Wednesday, January 6, 2010

Baby Luke Wilson Jesus

I dreamt I was pregnant. And I didn’t know my baby-daddy that well. He was cute – tall, thin, handsome, but I felt estranged from him. We were sitting in a public sort of library-esque living room, with a tree in it. A sort of therapist woman said to me about the baby-daddy: Here, sit on his lap, right here, against this tree, and share with him how you’re feeling. The daddy leaned against the tree, I climbed onto his lap, and he hugged me around my belly. I said, well….so much has been going on! It’s crazy growing a little baby in there. Blah blah blah. We talked about how we were both feeling and I thought to myself, “I wish Danny was the baby’s daddy, this guy is so aloof.”

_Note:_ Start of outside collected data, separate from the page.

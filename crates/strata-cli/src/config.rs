//! Configuration management for the CLI.

use crate::error::{CliError, Result};
use serde::{Deserialize, Serialize};
use std::fs;
use std::path::{Path, PathBuf};
use strata_llm::chat::{DEFAULT_ENDPOINT, DEFAULT_MODEL, DEFAULT_TIMEOUT_SECS};
use strata_pipeline::PipelineConfig;

/// Config file looked up in the working directory
pub const LOCAL_CONFIG_FILE: &str = "strata.toml";

/// CLI configuration.
#[derive(Debug, Clone, Default, PartialEq, Serialize, Deserialize)]
#[serde(default)]
pub struct Config {
    /// Chunking, context and retry settings
    pub pipeline: PipelineConfig,

    /// Extraction model settings
    pub llm: LlmSettings,

    /// Graph store settings
    pub store: StoreSettings,

    /// Database container settings
    pub lifecycle: LifecycleSettings,
}

/// Extraction model settings.
#[derive(Debug, Clone, PartialEq, Serialize, Deserialize)]
#[serde(default)]
pub struct LlmSettings {
    /// Base URL of an OpenAI-compatible API
    pub api_base_url: String,

    /// Model name
    pub model: String,

    /// Sampling temperature; the service default when unset
    #[serde(skip_serializing_if = "Option::is_none")]
    pub temperature: Option<f32>,

    /// Request timeout in seconds
    pub timeout_secs: u64,

    /// Environment variable holding the API key
    pub api_key_env: String,
}

/// Graph store backend.
#[derive(Debug, Clone, Copy, PartialEq, Eq, Serialize, Deserialize)]
#[serde(rename_all = "lowercase")]
pub enum Backend {
    /// Local SQLite file
    Sqlite,
    /// Neo4j over Bolt
    Neo4j,
}

/// Graph store settings.
#[derive(Debug, Clone, PartialEq, Serialize, Deserialize)]
#[serde(default)]
pub struct StoreSettings {
    /// Which backend to write to
    pub backend: Backend,

    /// SQLite database file
    pub sqlite_path: PathBuf,

    /// Neo4j Bolt URI
    pub neo4j_uri: String,

    /// Neo4j user
    pub neo4j_user: String,

    /// Environment variable holding the Neo4j password
    pub neo4j_password_env: String,
}

/// Database container settings.
#[derive(Debug, Clone, PartialEq, Serialize, Deserialize)]
#[serde(default)]
pub struct LifecycleSettings {
    /// Compose file that defines the database service
    pub compose_file: PathBuf,

    /// Name of the database container
    pub container_name: String,

    /// Health probes before giving up on `db start`
    pub health_attempts: u32,

    /// Seconds between health probes
    pub health_interval_secs: u64,
}

impl Config {
    /// Default per-user config file path.
    pub fn user_path() -> Option<PathBuf> {
        dirs::config_dir().map(|dir| dir.join("strata").join("config.toml"))
    }

    /// Load configuration.
    ///
    /// An explicit path must exist. Otherwise `strata.toml` in the working
    /// directory is used, then the per-user file, then built-in defaults.
    /// Environment overrides are applied last.
    pub fn load(explicit: Option<&Path>) -> Result<Self> {
        let path = match explicit {
            Some(path) => Some(path.to_path_buf()),
            None => [Some(PathBuf::from(LOCAL_CONFIG_FILE)), Self::user_path()]
                .into_iter()
                .flatten()
                .find(|p| p.exists()),
        };

        let mut config = match path {
            Some(path) => {
                let contents = fs::read_to_string(&path).map_err(|e| {
                    CliError::Config(format!("cannot read {}: {}", path.display(), e))
                })?;
                Self::from_toml(&contents)?
            }
            None => Self::default(),
        };

        config.apply_env(|key| std::env::var(key).ok());
        Ok(config)
    }

    /// Parse and validate configuration from a TOML string.
    pub fn from_toml(contents: &str) -> Result<Self> {
        let config: Config = toml::from_str(contents)?;
        config.pipeline.validate().map_err(CliError::Config)?;
        Ok(config)
    }

    /// Apply `NEO4J_URI`, `NEO4J_USER` and `NEO4J_CONTAINER_NAME` overrides.
    pub fn apply_env<F>(&mut self, lookup: F)
    where
        F: Fn(&str) -> Option<String>,
    {
        if let Some(uri) = lookup("NEO4J_URI") {
            self.store.neo4j_uri = uri;
        }
        if let Some(user) = lookup("NEO4J_USER") {
            self.store.neo4j_user = user;
        }
        if let Some(name) = lookup("NEO4J_CONTAINER_NAME") {
            self.lifecycle.container_name = name;
        }
    }
}

/// Load `.env` from the working directory or a parent.
///
/// A missing file is fine; a file that cannot be parsed is a config error.
pub fn load_dotenv() -> Result<()> {
    dotenv_outcome(dotenvy::dotenv().map(|_| ()))
}

fn dotenv_outcome(result: std::result::Result<(), dotenvy::Error>) -> Result<()> {
    match result {
        Ok(()) => Ok(()),
        Err(e) if e.not_found() => Ok(()),
        Err(e) => Err(CliError::Config(format!("invalid .env file: {}", e))),
    }
}

impl Default for LlmSettings {
    fn default() -> Self {
        Self {
            api_base_url: DEFAULT_ENDPOINT.to_string(),
            model: DEFAULT_MODEL.to_string(),
            temperature: None,
            timeout_secs: DEFAULT_TIMEOUT_SECS,
            api_key_env: "DEEPSEEK_API_KEY".to_string(),
        }
    }
}

impl Default for StoreSettings {
    fn default() -> Self {
        Self {
            backend: Backend::Sqlite,
            sqlite_path: PathBuf::from("strata.db"),
            neo4j_uri: "bolt://localhost:7687".to_string(),
            neo4j_user: "neo4j".to_string(),
            neo4j_password_env: "NEO4J_PASSWORD".to_string(),
        }
    }
}

impl Default for LifecycleSettings {
    fn default() -> Self {
        Self {
            compose_file: PathBuf::from("docker-compose.yml"),
            container_name: "neo4j".to_string(),
            health_attempts: 12,
            health_interval_secs: 10,
        }
    }
}

#[cfg(test)]
mod tests {
    use super::*;

    #[test]
    fn test_default_config() {
        let config = Config::default();
        assert_eq!(config.store.backend, Backend::Sqlite);
        assert_eq!(config.llm.model, "deepseek-chat");
        assert_eq!(config.lifecycle.health_attempts, 12);
        assert_eq!(config.pipeline.chunk_size, 1000);
    }

    #[test]
    fn test_sections_from_toml() {
        let config = Config::from_toml(
            r#"
            [pipeline]
            chunk_size = 400

            [llm]
            model = "deepseek-reasoner"
            temperature = 0.2

            [store]
            backend = "neo4j"
            neo4j_uri = "bolt://graph:7687"
            "#,
        )
        .unwrap();

        assert_eq!(config.pipeline.chunk_size, 400);
        assert_eq!(config.pipeline.context_max_size, 15);
        assert_eq!(config.llm.model, "deepseek-reasoner");
        assert_eq!(config.llm.temperature, Some(0.2));
        assert_eq!(config.llm.api_key_env, "DEEPSEEK_API_KEY");
        assert_eq!(config.store.backend, Backend::Neo4j);
        assert_eq!(config.store.neo4j_uri, "bolt://graph:7687");
    }

    #[test]
    fn test_invalid_pipeline_section_rejected() {
        let result = Config::from_toml("[pipeline]\nextraction_max_attempts = 0\n");
        assert!(matches!(result, Err(CliError::Config(_))));
    }

    #[test]
    fn test_unknown_backend_rejected() {
        let result = Config::from_toml("[store]\nbackend = \"postgres\"\n");
        assert!(matches!(result, Err(CliError::Toml(_))));
    }

    #[test]
    fn test_env_overrides() {
        let mut config = Config::default();
        config.apply_env(|key| match key {
            "NEO4J_URI" => Some("bolt://elsewhere:7687".to_string()),
            "NEO4J_CONTAINER_NAME" => Some("kg-neo4j".to_string()),
            _ => None,
        });

        assert_eq!(config.store.neo4j_uri, "bolt://elsewhere:7687");
        assert_eq!(config.store.neo4j_user, "neo4j");
        assert_eq!(config.lifecycle.container_name, "kg-neo4j");
    }

    #[test]
    fn test_explicit_path_is_loaded() {
        let dir = tempfile::tempdir().unwrap();
        let path = dir.path().join("custom.toml");
        fs::write(&path, "[store]\nsqlite_path = \"/tmp/graph.db\"\n").unwrap();

        let config = Config::load(Some(&path)).unwrap();
        assert_eq!(config.store.sqlite_path, PathBuf::from("/tmp/graph.db"));
    }

    #[test]
    fn test_missing_explicit_path_is_an_error() {
        let result = Config::load(Some(Path::new("/no/such/strata.toml")));
        assert!(matches!(result, Err(CliError::Config(_))));
    }

    #[test]
    fn test_missing_dotenv_is_ignored() {
        let dir = tempfile::tempdir().unwrap();
        let result = dotenv_outcome(dotenvy::from_path(dir.path().join(".env")));
        assert!(result.is_ok());
    }

    #[test]
    fn test_malformed_dotenv_is_reported() {
        let dir = tempfile::tempdir().unwrap();
        let path = dir.path().join(".env");
        fs::write(&path, "STRATA_BROKEN_ENTRY VALUE\n").unwrap();

        let result = dotenv_outcome(dotenvy::from_path(&path));
        assert!(matches!(result, Err(CliError::Config(msg)) if msg.starts_with("invalid .env file")));
    }

    #[test]
    fn test_round_trip() {
        let config = Config::default();
        let text = toml::to_string_pretty(&config).unwrap();
        assert_eq!(Config::from_toml(&text).unwrap(), config);
    }
}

Then we both looked down at the side of my belly and gasped! There was a clear plastic window in my side, exposing the clear watery womb within! And there was the baby, sort of hanging in a hammock underwater! We gasped! He was so tiny! But not like a baby at all! “He’s a boy! No – he’s more like a man! A tiny man! With a beard and mustache!” we cried out. Lying underwater was a tiny man, the size of a Ken doll. He looked just like actor Luke Wilson, but with a long Jesus beard and scraggly grown-out brown hair. Oh my!! Then he looked through the plastic at us and made a panicked expression. He pulled his umbilical cord from his belly, like unplugging from a space ship. He was fully dressed. He then bolted from my belly and started running across the room. We chased – knocking by other people sitting in tables and chairs and drawing some attention. He reached the other side of the room and managed to scale the wall before we could grab him.

He had found a tiny doll-sized suitcase and things to pack in it. He’d also found a long wintry woolen trench coat and underclothes. He layered his clothing, and packed everything he could into his tiny suitcase, and yelled at us from atop the very high bookshelf. “I’ve spent four long years trapped in there, and if it kills me, I’m headed out now to cross the desert!” We knew he was wearing way too many warm layers for desert heat and felt instinctively that he was on a deliberate suicide mission. “No, we cried! You can’t! You’ll die!”